Adjusting for publication bias in meta-analysis

Article type
Authors
Moreno S, Sutton A, Ades A, Abrams K, Peters J, Cooper N
Abstract
Background: Publication bias (PB) is known to be a threat to the validity of meta-analysis (MA) that may consequently lead to incorrect decisions in health policy. A new Bayesian approach that adjusts for PB is proposed and results compared with existing methods.

Objectives: The purpose of this work is to be able to estimate PB and adjust for it so that bias in the treatment effect is reduced.

Methods: A Bayesian approach to MA is implemented in WinBUGS software (Bayesian inference Using Gibbs Sampling). The PB/small study effect is estimated by measuring the extent to which smaller studies are giving results which are different from larger ones. The treatment effect is split into a true/unbiased effect and a bias term using a semi-parametric regression model. Data from several well-known MAs in the literature are analysed and the results contrasted with those derived from existing PB adjustment meta-analysis methods. Additionally, a simulation study has been conducted to assess the performance of the method under controlled conditions.

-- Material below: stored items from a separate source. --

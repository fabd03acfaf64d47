//! The tree-walking evaluator: turns a parsed [`Stylesheet`](crate::ast::Stylesheet)
//! into a [`CssStylesheet`](crate::css::CssStylesheet), resolving variables,
//! control flow, mixins, functions, modules, and `@extend` registrations
//! along the way.
//!
//! Where the teacher's cascade module walks a DOM tree matching selectors
//! against elements, this module walks a syntax tree evaluating
//! expressions against a lexical scope chain — the shared shape is the
//! "stack of frames, emit into the nearest sink" pattern, generalized here
//! from one sink (the computed style map) to many (nested rule bodies,
//! at-rule bodies, keyframe blocks).

pub mod builtins;
pub mod scope;

use std::cell::Cell;
use std::collections::HashMap;
use std::rc::Rc;
use std::sync::Arc;

use url::Url;

use crate::ast::{
    ArgumentInvocation, AtRootQuery, BinaryOp as AstBinaryOp, EachVars, Expression, ForwardVisibility,
    IfClause, ImportTarget, InterpolationPart, Parameter, ParameterList, Statement, Stylesheet,
    SupportsCondition, UnaryOp, UseNamespace,
};
use crate::ast::Interpolation;
use crate::css::{
    new_sink, CssAtRule, CssComment, CssDeclaration, CssImport, CssKeyframeBlock, CssKeyframes, CssNode,
    CssStyleRule, NodeSink,
};
use crate::diagnostics::{Deprecation, Logger};
use crate::error::{SassError, SassResult, SourceFile, Span, StackFrame};
use crate::importer::Importer;
use crate::parser::{parse_media_query_list, parse_stylesheet, Syntax};
use crate::selector::extend::{ExtendEngine, Extension};
use crate::selector::nest::nest_within;
use crate::selector::parse_selector_list;
use crate::selector::{SelectorList, SimpleSelector};
use crate::value::color::SassColor;
use crate::value::{ListSeparator, SassFunction, SassMap, SassString, Value};

use scope::{ContentBlock, FunctionDef, MixinDef, Scope};

/// What kind of CSS-emitting context a [`Frame`] represents, used to
/// decide what `@at-root` strips.
#[derive(Debug, Clone, Copy, PartialEq, Eq)]
enum FrameKind {
    Root,
    Rule,
    Media,
    Supports,
    Other,
}

/// One entry of the evaluator's context stack: where CSS nodes currently
/// emitted land, what the enclosing selector is (for `&`), and which
/// at-rule nesting context is active (for the `@extend` media boundary).
#[derive(Debug, Clone)]
struct Frame {
    sink: NodeSink,
    selector: Option<SelectorList>,
    media: Option<u32>,
    kind: FrameKind,
}

/// A loaded `@use`/`@forward` target: its public scope plus the CSS nodes
/// it produced, evaluated once and cached by canonical URL.
struct LoadedModule {
    scope: Scope,
    nodes: Vec<CssNode>,
}

/// A host-provided callable registered through [`crate::CompileOptions`]
/// (§6 "User function interface"): a name, a Sass-form parameter-list
/// signature, and a handler that receives already-evaluated arguments.
///
/// The handler is plain `Fn`, not `Fn + Send + Sync`: per §5, a
/// compilation is single-threaded and never shared across concurrent
/// compiles, so there is nothing to synchronize.
pub struct UserFunction {
    /// The bare function name, as called from Sass (no namespace).
    pub name: String,
    /// Parameter list in Sass form, e.g. `"$a, $b: 1px, $rest..."`
    /// (parentheses optional).
    pub signature: String,
    /// Invoked with arguments already bound against `signature`, in
    /// parameter order. Returns an error message (not a [`SassError`])
    /// so host code doesn't need to depend on this crate's span types.
    pub handler: Rc<dyn Fn(&[Value]) -> Result<Value, String>>,
}

impl UserFunction {
    /// Build a user function from a name, a signature, and a handler
    /// closure.
    pub fn new(
        name: impl Into<String>,
        signature: impl Into<String>,
        handler: impl Fn(&[Value]) -> Result<Value, String> + 'static,
    ) -> Self {
        Self { name: name.into(), signature: signature.into(), handler: Rc::new(handler) }
    }
}

/// A [`UserFunction`] with its signature already parsed into a
/// [`ParameterList`], so binding a call against it doesn't re-parse the
/// signature text on every invocation.
struct CompiledHostFunction {
    params: ParameterList,
    handler: Rc<dyn Fn(&[Value]) -> Result<Value, String>>,
}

Results: The bias associated with each study depends on any systematic association between effect size and study precision. Thus, if all studies have approximately the same effect, the bias term is negligible. However, if smaller studies have larger effect sizes then inclusion of the bias term will mean these smaller studies will be further down-weighted with respect to the weights they would be given in a standard MA model and their influence on the pooled effect size diminished. Results of the simulation study will also be presented.

Conclusions: This approach to adjusting for PB seems promising and further work on validating using simulation studies are under way to understand further the properties of the method.